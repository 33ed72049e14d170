//! Queue health snapshot for operators and readiness checks.

use chrono::Duration;
use missive_common::{QueueStatus, clock::saturating_sub};
use missive_store::ItemFilter;
use serde::{Deserialize, Serialize};

use super::EmailQueue;
use crate::DeliveryError;

#[derive(Debug, Clone, Default, PartialEq, Serialize, Deserialize)]
pub struct QueueHealth {
    pub pending: usize,
    pub processing: usize,
    /// Processing items older than the stuck timeout
    pub stuck: usize,
    pub failed: usize,
    pub dead_letter: usize,
    /// Mean time due pending items have been waiting, in seconds
    pub avg_wait_secs: f64,
    pub sent_last_hour: usize,
    pub paused: bool,
}

impl EmailQueue {
    /// Count items by state and publish the sizes to metrics.
    ///
    /// # Errors
    ///
    /// Propagates store failures.
    pub async fn health(&self, stuck_timeout: Duration) -> Result<QueueHealth, DeliveryError> {
        let now = self.now();
        let store = self.store();

        let pending = store
            .list_items(&ItemFilter::with_status(QueueStatus::Pending))
            .await?;
        let processing = store
            .list_items(&ItemFilter::with_status(QueueStatus::Processing))
            .await?;
        let failed = store
            .list_items(&ItemFilter::with_status(QueueStatus::Failed))
            .await?
            .len();
        let dead_letter = store.list_dead_letters(None).await?.len();

        let stuck_cutoff = saturating_sub(now, stuck_timeout);
        let stuck = processing
            .iter()
            .filter(|item| item.updated_at < stuck_cutoff)
            .count();

        #[allow(clippy::cast_precision_loss, reason = "Waits and queue sizes are far below 2^52")]
        let waits: Vec<f64> = pending
            .iter()
            .filter(|item| item.scheduled_at <= now)
            .map(|item| (now - item.scheduled_at).num_milliseconds() as f64 / 1000.0)
            .collect();
        #[allow(clippy::cast_precision_loss, reason = "Waits and queue sizes are far below 2^52")]
        let avg_wait_secs = if waits.is_empty() {
            0.0
        } else {
            waits.iter().sum::<f64>() / waits.len() as f64
        };

        let health = QueueHealth {
            pending: pending.len(),
            processing: processing.len(),
            stuck,
            failed,
            dead_letter,
            avg_wait_secs,
            sent_last_hour: store.count_sent_since(now - Duration::hours(1)).await?,
            paused: self.is_paused(),
        };

        if let Some(metrics) = missive_metrics::try_metrics() {
            for (status, size) in [
                ("pending", health.pending),
                ("processing", health.processing),
                ("failed", health.failed),
                ("stuck", health.stuck),
                ("dead_letter", health.dead_letter),
            ] {
                metrics
                    .queue
                    .set_queue_size(status, u64::try_from(size).unwrap_or(u64::MAX));
            }
        }

        Ok(health)
    }
}
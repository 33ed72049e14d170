#![deny(clippy::pedantic, clippy::all, clippy::nursery)]
#![allow(clippy::must_use_candidate)]

#[cfg(not(any(target_os = "macos", unix)))]
compile_error!("Only macos and unix are currently supported");

use missive::{Missive, config};

#[tokio::main]
async fn main() -> anyhow::Result<()> {
    let config_path = config::find_config_file()?;
    let missive: Missive = config::read_ron(&config_path)?;

    missive.run().await
}
//! Policies applied by the queue.

pub mod retry;

pub use retry::{BackoffOverride, RetryPolicy};
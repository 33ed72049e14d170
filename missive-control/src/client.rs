//! Client for the control socket

use std::{path::Path, sync::Arc, time::Duration};

use tokio::{net::UnixStream, sync::Mutex};
use tracing::{debug, warn};

use crate::{
    ControlError, PROTOCOL_VERSION, Request, RequestCommand, Response, ResponsePayload, Result,
    frame::{MAX_RESPONSE_SIZE, read_frame, write_frame},
};

pub struct ControlClient {
    socket_path: String,
    timeout: Duration,
    token: Option<String>,
    /// Reused across requests when set, reconnecting once on failure
    persistent_connection: Option<Arc<Mutex<Option<UnixStream>>>>,
}

impl ControlClient {
    #[must_use]
    pub fn new(socket_path: impl Into<String>) -> Self {
        Self {
            socket_path: socket_path.into(),
            timeout: Duration::from_secs(10),
            token: None,
            persistent_connection: None,
        }
    }

    #[must_use]
    pub const fn with_timeout(mut self, timeout: Duration) -> Self {
        self.timeout = timeout;
        self
    }

    /// Attach `token` to every request sent through [`Self::send`].
    #[must_use]
    pub fn with_token(mut self, token: impl Into<String>) -> Self {
        self.token = Some(token.into());
        self
    }

    /// Keep one connection open across requests, for watch loops.
    #[must_use]
    pub fn with_persistent_connection(mut self) -> Self {
        self.persistent_connection = Some(Arc::new(Mutex::new(None)));
        self
    }

    async fn connect(&self) -> Result<UnixStream> {
        debug!("Connecting to control socket: {}", self.socket_path);
        Ok(UnixStream::connect(&self.socket_path).await?)
    }

    /// Wrap `command` in a request carrying the configured token and send it.
    ///
    /// # Errors
    ///
    /// See [`Self::send_request`].
    pub async fn send(&self, command: RequestCommand) -> Result<Response> {
        let request = match &self.token {
            Some(token) => Request::with_token(command, token.clone()),
            None => Request::new(command),
        };
        self.send_request(request).await
    }

    /// Send a request and wait for the response.
    ///
    /// # Errors
    ///
    /// Connection, protocol and timeout failures, and
    /// [`ControlError::ServerError`] when the server answered with an error.
    pub async fn send_request(&self, request: Request) -> Result<Response> {
        tokio::time::timeout(self.timeout, self.dispatch(request))
            .await
            .map_err(|_| ControlError::Timeout)?
    }

    async fn dispatch(&self, request: Request) -> Result<Response> {
        let Some(persistent) = &self.persistent_connection else {
            let mut stream = self.connect().await?;
            return Self::exchange(&mut stream, &request).await;
        };

        let mut guard = persistent.lock().await;
        if let Some(stream) = guard.as_mut() {
            match Self::exchange(stream, &request).await {
                Err(ControlError::Io(_) | ControlError::ConnectionClosed) => {
                    warn!(
                        "Persistent connection failed, reconnecting to {}",
                        self.socket_path
                    );
                    *guard = None;
                }
                other => return other,
            }
        }

        let mut stream = self.connect().await?;
        let result = Self::exchange(&mut stream, &request).await;
        if result.is_ok() {
            *guard = Some(stream);
        }
        result
    }

    async fn exchange(stream: &mut UnixStream, request: &Request) -> Result<Response> {
        write_frame(stream, request).await?;
        let response: Response = read_frame(stream, MAX_RESPONSE_SIZE).await?;

        if !response.is_version_compatible() {
            return Err(ControlError::Protocol(format!(
                "Incompatible protocol version: server={}, client={PROTOCOL_VERSION}",
                response.version
            )));
        }

        if let ResponsePayload::Error(err) = &response.payload {
            return Err(ControlError::ServerError(err.clone()));
        }

        Ok(response)
    }

    /// # Errors
    ///
    /// [`ControlError::InvalidSocketPath`] when nothing exists at the path.
    pub fn check_socket_exists(&self) -> Result<()> {
        if Path::new(&self.socket_path).exists() {
            Ok(())
        } else {
            Err(ControlError::InvalidSocketPath(format!(
                "Socket does not exist: {}",
                self.socket_path
            )))
        }
    }
}

#[cfg(test)]
mod tests {
    use super::*;

    #[test]
    fn test_client_builder() {
        let client = ControlClient::new("/tmp/test.sock")
            .with_timeout(Duration::from_secs(5))
            .with_token("secret")
            .with_persistent_connection();

        assert_eq!(client.socket_path, "/tmp/test.sock");
        assert_eq!(client.timeout, Duration::from_secs(5));
        assert_eq!(client.token.as_deref(), Some("secret"));
        assert!(client.persistent_connection.is_some());
    }

    #[test]
    fn test_missing_socket_is_reported() {
        let client = ControlClient::new("/nonexistent/missive-test.sock");
        assert!(matches!(
            client.check_socket_exists(),
            Err(ControlError::InvalidSocketPath(_))
        ));
    }
}
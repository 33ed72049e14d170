//! Running due campaign and digest continuations.

use missive_store::{ScheduledTick, TickPayload};

use super::DispatchProcessor;
use crate::DeliveryError;

impl DispatchProcessor {
    /// Take due scheduled ticks and hand each to its orchestrator. Returns
    /// the number run.
    ///
    /// A continuation that fails with an error is put back after the batch
    /// delay so a transient outage does not end a run. A failure while
    /// putting it back is logged and the remaining ticks still run.
    ///
    /// # Errors
    ///
    /// Fails only when the scheduled ticks cannot be read.
    pub async fn run_scheduled(&self) -> Result<usize, DeliveryError> {
        let runtime = self.runtime()?;
        let due = runtime
            .scheduler
            .take_due(self.scheduled_tick_limit)
            .await?;
        let count = due.len();

        for tick in due {
            if let Err(e) = self.run_continuation(&tick).await {
                tracing::warn!(tick = %tick.id, "Continuation failed, retrying later: {e}");

                let retry = runtime.campaigns.retry_payload(tick.payload).await;
                if let Err(e) = runtime
                    .scheduler
                    .schedule_in(self.campaign.batch_delay(), retry)
                    .await
                {
                    tracing::error!(
                        tick = %tick.id,
                        "Unable to requeue continuation, dropping it: {e}"
                    );
                }
            }
        }

        Ok(count)
    }

    async fn run_continuation(&self, tick: &ScheduledTick) -> Result<(), DeliveryError> {
        let runtime = self.runtime()?;

        match &tick.payload {
            TickPayload::CampaignBatch {
                campaign_id,
                offset,
                token,
            } => {
                let outcome = runtime
                    .campaigns
                    .run_batch(*campaign_id, *offset, token)
                    .await?;
                tracing::debug!(campaign = %campaign_id, "Campaign batch: {outcome:?}");
            }
            TickPayload::DigestPage {
                cadence,
                run_id,
                page,
            } => {
                let report = runtime.digests.run_page(*cadence, run_id, *page).await?;
                tracing::debug!(run = %run_id, "Digest page {page}: {report:?}");
            }
            TickPayload::DigestCadence { cadence } => {
                let run_id = runtime.digests.run_cadence(*cadence).await?;
                tracing::debug!(run = %run_id, "Scheduled {cadence} digest run started");
            }
        }

        Ok(())
    }
}
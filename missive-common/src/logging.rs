use std::str::FromStr;

use tracing::metadata::LevelFilter;
use tracing_subscriber::{
    Layer, filter::FilterFn, prelude::__tracing_subscriber_SubscriberExt, util::SubscriberInitExt,
};

#[macro_export]
macro_rules! log {
    ($level:expr, $span:expr, $($msg:expr),*) => {{
        let span = $crate::tracing::span!($level, $span);
        let _enter = span.enter();

        $crate::tracing::event!($level, $($msg),*)
    }};
}

/// Events about mail leaving the platform (transport calls, tracking hits).
#[macro_export]
macro_rules! outgoing {
    (level = $level:ident, $($msg:expr),*) => {
        $crate::log!($crate::tracing::Level::$level, "outgoing", $($msg),*)
    };

    ($($msg:expr),*) => {
        $crate::outgoing!(level = TRACE, $($msg),*)
    };
}

#[macro_export]
macro_rules! internal {
    (level = $level:ident, $($msg:expr),*) => {
        $crate::log!($crate::tracing::Level::$level, "internal", $($msg),*)
    };

    ($($msg:expr),*) => {
        $crate::internal!(level = TRACE, $($msg),*)
    };
}

/// Install the global subscriber.
///
/// The level comes from `LOG_LEVEL` and defaults to `TRACE` in debug builds
/// and `INFO` otherwise. Only events from `missive*` targets are emitted.
pub fn init() {
    let default = if cfg!(debug_assertions) {
        LevelFilter::TRACE
    } else {
        LevelFilter::INFO
    };

    let level = std::env::var("LOG_LEVEL").map_or(default, |level| {
        LevelFilter::from_str(level.as_str()).unwrap_or_else(|_| {
            eprintln!("Invalid log level specified {level}, defaulting to {default}");
            default
        })
    });

    tracing_subscriber::Registry::default()
        .with(
            tracing_subscriber::fmt::layer()
                .with_file(false)
                .with_line_number(false)
                .compact()
                .with_ansi(true)
                .with_timer(tracing_subscriber::fmt::time::ChronoUtc::rfc_3339())
                .with_filter(level)
                .with_filter(FilterFn::new(|metadata| {
                    metadata.target().starts_with("missive")
                })),
        )
        .init();
}
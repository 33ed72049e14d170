use std::{fmt, str::FromStr};

use serde::{Deserialize, Serialize};

use crate::ParseError;

/// Identifier for a queue item.
///
/// A ULID assigned at creation: globally unique and lexicographically sortable
/// by creation time, which gives a stable final tie-breaker when ordering
/// otherwise equal items.
#[derive(Debug, Clone, Copy, PartialEq, Eq, Hash, PartialOrd, Ord)]
pub struct QueueItemId {
    id: ulid::Ulid,
}

impl QueueItemId {
    #[must_use]
    pub const fn new(id: ulid::Ulid) -> Self {
        Self { id }
    }

    /// Generate a new unique item ID
    #[must_use]
    pub fn generate() -> Self {
        Self {
            id: ulid::Ulid::new(),
        }
    }

    #[must_use]
    pub const fn ulid(&self) -> ulid::Ulid {
        self.id
    }

    /// Milliseconds since the Unix epoch encoded in this ULID
    #[must_use]
    pub const fn timestamp_ms(&self) -> u64 {
        self.id.timestamp_ms()
    }
}

impl fmt::Display for QueueItemId {
    fn fmt(&self, f: &mut fmt::Formatter<'_>) -> fmt::Result {
        write!(f, "{}", self.id)
    }
}

impl FromStr for QueueItemId {
    type Err = ParseError;

    fn from_str(s: &str) -> Result<Self, Self::Err> {
        ulid::Ulid::from_string(s.trim())
            .map(Self::new)
            .map_err(|e| ParseError::Identifier {
                value: s.to_string(),
                reason: e.to_string(),
            })
    }
}

impl Serialize for QueueItemId {
    fn serialize<S>(&self, serializer: S) -> Result<S::Ok, S::Error>
    where
        S: serde::Serializer,
    {
        serializer.serialize_str(&self.id.to_string())
    }
}

impl<'de> Deserialize<'de> for QueueItemId {
    fn deserialize<D>(deserializer: D) -> Result<Self, D::Error>
    where
        D: serde::Deserializer<'de>,
    {
        let s = String::deserialize(deserializer)?;
        s.parse().map_err(serde::de::Error::custom)
    }
}

macro_rules! numeric_id {
    ($(#[$meta:meta])* $name:ident) => {
        $(#[$meta])*
        #[derive(Debug, Clone, Copy, PartialEq, Eq, Hash, PartialOrd, Ord, Serialize, Deserialize)]
        #[serde(transparent)]
        pub struct $name(pub u64);

        impl $name {
            #[must_use]
            pub const fn get(self) -> u64 {
                self.0
            }

            /// Zero is reserved and never names a real row.
            #[must_use]
            pub const fn is_valid(self) -> bool {
                self.0 != 0
            }
        }

        impl fmt::Display for $name {
            fn fmt(&self, f: &mut fmt::Formatter<'_>) -> fmt::Result {
                write!(f, "{}", self.0)
            }
        }

        impl FromStr for $name {
            type Err = ParseError;

            fn from_str(s: &str) -> Result<Self, Self::Err> {
                s.trim()
                    .parse::<u64>()
                    .map(Self)
                    .map_err(|e| ParseError::Identifier {
                        value: s.to_string(),
                        reason: e.to_string(),
                    })
            }
        }

        impl From<u64> for $name {
            fn from(value: u64) -> Self {
                Self(value)
            }
        }
    };
}

numeric_id!(
    /// Subscriber identifier owned by the external recipient directory
    RecipientId
);
numeric_id!(
    /// Published letter identifier owned by the external content source
    ContentId
);
numeric_id!(
    /// Bulk campaign identifier
    CampaignId
);
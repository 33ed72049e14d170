//! Bulk newsletter campaigns.
//!
//! `start` mints a fresh token and schedules the first batch. Every batch
//! tick carries `(campaign, offset, token)` and only runs while the stored
//! campaign still holds that exact token and offset, so a stop or restart
//! silently retires whatever ticks were already queued.

use std::sync::Arc;

use chrono::{DateTime, Utc};
use missive_common::{CampaignId, TemplateKind, internal};
use missive_store::{CampaignContent, CampaignGuard, CampaignRun, CampaignStatus, TickPayload};

use super::{CampaignConfig, token};
use crate::{
    DeliveryError,
    queue::{EmailQueue, EnqueueRequest},
    recipient::{RecipientDirectory, RecipientFilter},
    scheduler::TickScheduler,
    template::{Rendered, TemplateRegistry, personalize},
};

/// Input for [`CampaignOrchestrator::create`].
#[derive(Debug, Clone, PartialEq, Eq)]
pub struct NewCampaign {
    pub name: String,
    pub variant_a: CampaignContent,
    pub variant_b: Option<CampaignContent>,
    /// Defaults to the configured campaign priority
    pub priority: Option<u8>,
}

#[derive(Debug, Clone, Copy, PartialEq, Eq)]
pub enum BatchOutcome {
    /// Missing campaign, stale token or offset. Nothing happened.
    Ignored,
    Queued { queued: usize, next_offset: usize },
    /// No recipients were left; the campaign is now sent.
    Completed { total_queued: usize },
}

#[derive(Debug, Clone)]
pub struct CampaignOrchestrator {
    queue: EmailQueue,
    directory: Arc<dyn RecipientDirectory>,
    templates: Arc<TemplateRegistry>,
    scheduler: TickScheduler,
    config: CampaignConfig,
}

impl CampaignOrchestrator {
    pub fn new(
        queue: EmailQueue,
        directory: Arc<dyn RecipientDirectory>,
        templates: Arc<TemplateRegistry>,
        scheduler: TickScheduler,
        config: CampaignConfig,
    ) -> Self {
        Self {
            queue,
            directory,
            templates,
            scheduler,
            config,
        }
    }

    /// Persist a draft campaign.
    ///
    /// # Errors
    ///
    /// Propagates store failures.
    pub async fn create(&self, campaign: NewCampaign) -> Result<CampaignId, DeliveryError> {
        let now = self.queue.clock().now();
        let run = CampaignRun {
            id: CampaignId(0),
            name: campaign.name,
            status: CampaignStatus::Draft,
            token: None,
            next_offset: 0,
            queued_count: 0,
            total_recipients: 0,
            variant_a: campaign.variant_a,
            variant_b: campaign.variant_b,
            priority: campaign.priority.unwrap_or(self.config.campaign_priority),
            scheduled_for: None,
            created_at: now,
            updated_at: now,
            completed_at: None,
        };

        let id = self.queue.store().insert_campaign(&run).await?;
        internal!(level = INFO, "Created campaign {id} ({})", run.name);
        Ok(id)
    }

    async fn load(&self, id: CampaignId) -> Result<CampaignRun, DeliveryError> {
        self.queue
            .store()
            .get_campaign(id)
            .await?
            .ok_or_else(|| DeliveryError::NotFound(format!("campaign {id}")))
    }

    /// Retire the tick chain the campaign currently holds, if any.
    async fn retire_ticks(&self, run: &CampaignRun) -> Result<(), DeliveryError> {
        if let Some(token) = &run.token {
            self.scheduler
                .cancel(&TickPayload::CampaignBatch {
                    campaign_id: run.id,
                    offset: run.next_offset,
                    token: token.clone(),
                })
                .await?;
        }
        Ok(())
    }

    /// Arm the campaign with a fresh token and recipient count.
    async fn arm(
        &self,
        id: CampaignId,
        status: CampaignStatus,
        resume: bool,
        scheduled_for: Option<DateTime<Utc>>,
    ) -> Result<CampaignRun, DeliveryError> {
        let mut run = self.load(id).await?;
        self.retire_ticks(&run).await?;

        if !resume {
            run.next_offset = 0;
            run.queued_count = 0;
        }
        run.status = status;
        run.token = Some(token::generate());
        run.total_recipients = self.directory.count(RecipientFilter::Newsletter).await?;
        run.scheduled_for = scheduled_for;
        run.completed_at = None;
        run.updated_at = self.queue.clock().now();

        self.queue.store().put_campaign(&run).await?;
        Ok(run)
    }

    fn first_tick(run: &CampaignRun) -> Option<TickPayload> {
        run.token.as_ref().map(|token| TickPayload::CampaignBatch {
            campaign_id: run.id,
            offset: run.next_offset,
            token: token.clone(),
        })
    }

    /// Begin sending now. With `resume` the persisted offset is kept.
    ///
    /// # Errors
    ///
    /// `NotFound` for an unknown campaign, store failures otherwise.
    pub async fn start(&self, id: CampaignId, resume: bool) -> Result<(), DeliveryError> {
        let run = self.arm(id, CampaignStatus::Sending, resume, None).await?;
        if let Some(payload) = Self::first_tick(&run) {
            self.scheduler
                .schedule_in(chrono::Duration::zero(), payload)
                .await?;
        }

        internal!(
            level = INFO,
            "Campaign {id} sending to {} recipients from offset {}",
            run.total_recipients,
            run.next_offset
        );
        Ok(())
    }

    /// Arrange for the first batch to run at `at`.
    ///
    /// # Errors
    ///
    /// `NotFound` for an unknown campaign, store failures otherwise.
    pub async fn schedule(&self, id: CampaignId, at: DateTime<Utc>) -> Result<(), DeliveryError> {
        let run = self
            .arm(id, CampaignStatus::Scheduled, false, Some(at))
            .await?;
        if let Some(payload) = Self::first_tick(&run) {
            self.scheduler.schedule_at(at, payload).await?;
        }

        internal!(level = INFO, "Campaign {id} scheduled for {at}");
        Ok(())
    }

    /// Clear the token and mark the campaign stopped. Items already queued
    /// are left alone.
    ///
    /// # Errors
    ///
    /// `NotFound` for an unknown campaign, store failures otherwise.
    pub async fn stop(&self, id: CampaignId) -> Result<(), DeliveryError> {
        let mut run = self.load(id).await?;
        self.retire_ticks(&run).await?;

        run.token = None;
        run.status = CampaignStatus::Stopped;
        run.updated_at = self.queue.clock().now();
        self.queue.store().put_campaign(&run).await?;

        internal!(level = INFO, "Campaign {id} stopped at offset {}", run.next_offset);
        Ok(())
    }

    /// Stop the campaign and cancel its queued items.
    ///
    /// # Errors
    ///
    /// `NotFound` for an unknown campaign, store failures otherwise.
    pub async fn cancel(&self, id: CampaignId) -> Result<usize, DeliveryError> {
        self.stop(id).await?;
        self.queue.cancel_campaign(id, "campaign cancelled").await
    }

    /// # Errors
    ///
    /// Propagates store failures.
    pub async fn get(&self, id: CampaignId) -> Result<Option<CampaignRun>, DeliveryError> {
        Ok(self.queue.store().get_campaign(id).await?)
    }

    /// # Errors
    ///
    /// Propagates store failures.
    pub async fn list(&self) -> Result<Vec<CampaignRun>, DeliveryError> {
        Ok(self.queue.store().list_campaigns().await?)
    }

    /// The tick to put back after `payload` failed. A batch that advanced
    /// the stored offset before failing continues from the new offset; any
    /// other payload is returned unchanged.
    pub(crate) async fn retry_payload(&self, payload: TickPayload) -> TickPayload {
        match payload {
            TickPayload::CampaignBatch {
                campaign_id,
                offset,
                token: presented,
            } => {
                let offset = match self.queue.store().get_campaign(campaign_id).await {
                    Ok(Some(run))
                        if run
                            .token
                            .as_deref()
                            .is_some_and(|held| token::matches(held, &presented)) =>
                    {
                        run.next_offset
                    }
                    _ => offset,
                };

                TickPayload::CampaignBatch {
                    campaign_id,
                    offset,
                    token: presented,
                }
            }
            other => other,
        }
    }

    /// Run one batch tick.
    ///
    /// # Errors
    ///
    /// Fails only when the directory or store cannot be read. Stale ticks
    /// return [`BatchOutcome::Ignored`].
    #[tracing::instrument(level = "debug", skip(self, presented))]
    pub async fn run_batch(
        &self,
        id: CampaignId,
        offset: usize,
        presented: &str,
    ) -> Result<BatchOutcome, DeliveryError> {
        let Some(mut run) = self.queue.store().get_campaign(id).await? else {
            tracing::debug!("Campaign {id} no longer exists, ignoring batch");
            return Ok(BatchOutcome::Ignored);
        };

        let valid = run
            .token
            .as_deref()
            .is_some_and(|held| token::matches(held, presented))
            && run.next_offset == offset
            && matches!(
                run.status,
                CampaignStatus::Sending | CampaignStatus::Scheduled
            );
        if !valid {
            tracing::debug!("Stale batch for campaign {id} at offset {offset}, ignoring");
            return Ok(BatchOutcome::Ignored);
        }

        let guard = CampaignGuard {
            token: presented,
            offset,
        };
        let now = self.queue.clock().now();
        let size = self.config.batch_size.max(1);
        let recipients = self
            .directory
            .page(RecipientFilter::Newsletter, offset, size)
            .await?;

        if recipients.is_empty() {
            let total_queued = run.queued_count;
            run.status = CampaignStatus::Sent;
            run.token = None;
            run.next_offset = 0;
            run.completed_at = Some(now);
            run.updated_at = now;

            if !self.queue.store().swap_campaign(&run, guard).await? {
                return Ok(BatchOutcome::Ignored);
            }

            internal!(level = INFO, "Campaign {id} sent, {total_queued} items queued");
            return Ok(BatchOutcome::Completed { total_queued });
        }

        let variant_a = self.render(&run.variant_a)?;
        let variant_b = run
            .variant_b
            .as_ref()
            .map(|content| self.render(content))
            .transpose()?;

        let mut queued = 0;
        for recipient in &recipients {
            let shared = match &variant_b {
                Some(b) if recipient.id.get() % 2 == 1 => b,
                _ => &variant_a,
            };
            let personal = personalize(shared, self.templates.site(), recipient);

            let request = EnqueueRequest::new(
                recipient.id,
                TemplateKind::CustomCampaign,
                personal.subject,
                personal.body,
            )
            .with_priority(run.priority)
            .for_campaign(id);

            match self.queue.enqueue(request).await {
                Ok(_) => queued += 1,
                Err(e) => {
                    tracing::warn!(recipient = %recipient.id, "Skipping campaign recipient: {e}");
                }
            }
        }

        let next_offset = offset + recipients.len();
        run.status = CampaignStatus::Sending;
        run.next_offset = next_offset;
        run.queued_count += queued;
        run.updated_at = now;

        if !self.queue.store().swap_campaign(&run, guard).await? {
            tracing::warn!("Campaign {id} changed during batch at offset {offset}");
            return Ok(BatchOutcome::Ignored);
        }

        self.scheduler
            .schedule_in(
                self.config.batch_delay(),
                TickPayload::CampaignBatch {
                    campaign_id: id,
                    offset: next_offset,
                    token: presented.to_string(),
                },
            )
            .await?;

        Ok(BatchOutcome::Queued {
            queued,
            next_offset,
        })
    }

    fn render(&self, content: &CampaignContent) -> Result<Rendered, DeliveryError> {
        self.templates
            .render(TemplateKind::CustomCampaign, None, &[], Some(content))
    }
}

TASK OBJECTIVE:
Every line from the start of the material above through the line that contains "item.updated_at < stuck_cutoff)" must be written out exactly, with both ends included.

EXERCISE SOLUTION:
repository 33ed72049e14d170
//! Queue health snapshot for operators and readiness checks.

use chrono::Duration;
use missive_common::{QueueStatus, clock::saturating_sub};
use missive_store::ItemFilter;
use serde::{Deserialize, Serialize};

use super::EmailQueue;
use crate::DeliveryError;

#[derive(Debug, Clone, Default, PartialEq, Serialize, Deserialize)]
pub struct QueueHealth {
    pub pending: usize,
    pub processing: usize,
    /// Processing items older than the stuck timeout
    pub stuck: usize,
    pub failed: usize,
    pub dead_letter: usize,
    /// Mean time due pending items have been waiting, in seconds
    pub avg_wait_secs: f64,
    pub sent_last_hour: usize,
    pub paused: bool,
}

impl EmailQueue {
    /// Count items by state and publish the sizes to metrics.
    ///
    /// # Errors
    ///
    /// Propagates store failures.
    pub async fn health(&self, stuck_timeout: Duration) -> Result<QueueHealth, DeliveryError> {
        let now = self.now();
        let store = self.store();

        let pending = store
            .list_items(&ItemFilter::with_status(QueueStatus::Pending))
            .await?;
        let processing = store
            .list_items(&ItemFilter::with_status(QueueStatus::Processing))
            .await?;
        let failed = store
            .list_items(&ItemFilter::with_status(QueueStatus::Failed))
            .await?
            .len();
        let dead_letter = store.list_dead_letters(None).await?.len();

        let stuck_cutoff = saturating_sub(now, stuck_timeout);
        let stuck = processing
            .iter()
            .filter(|item| item.updated_at < stuck_cutoff)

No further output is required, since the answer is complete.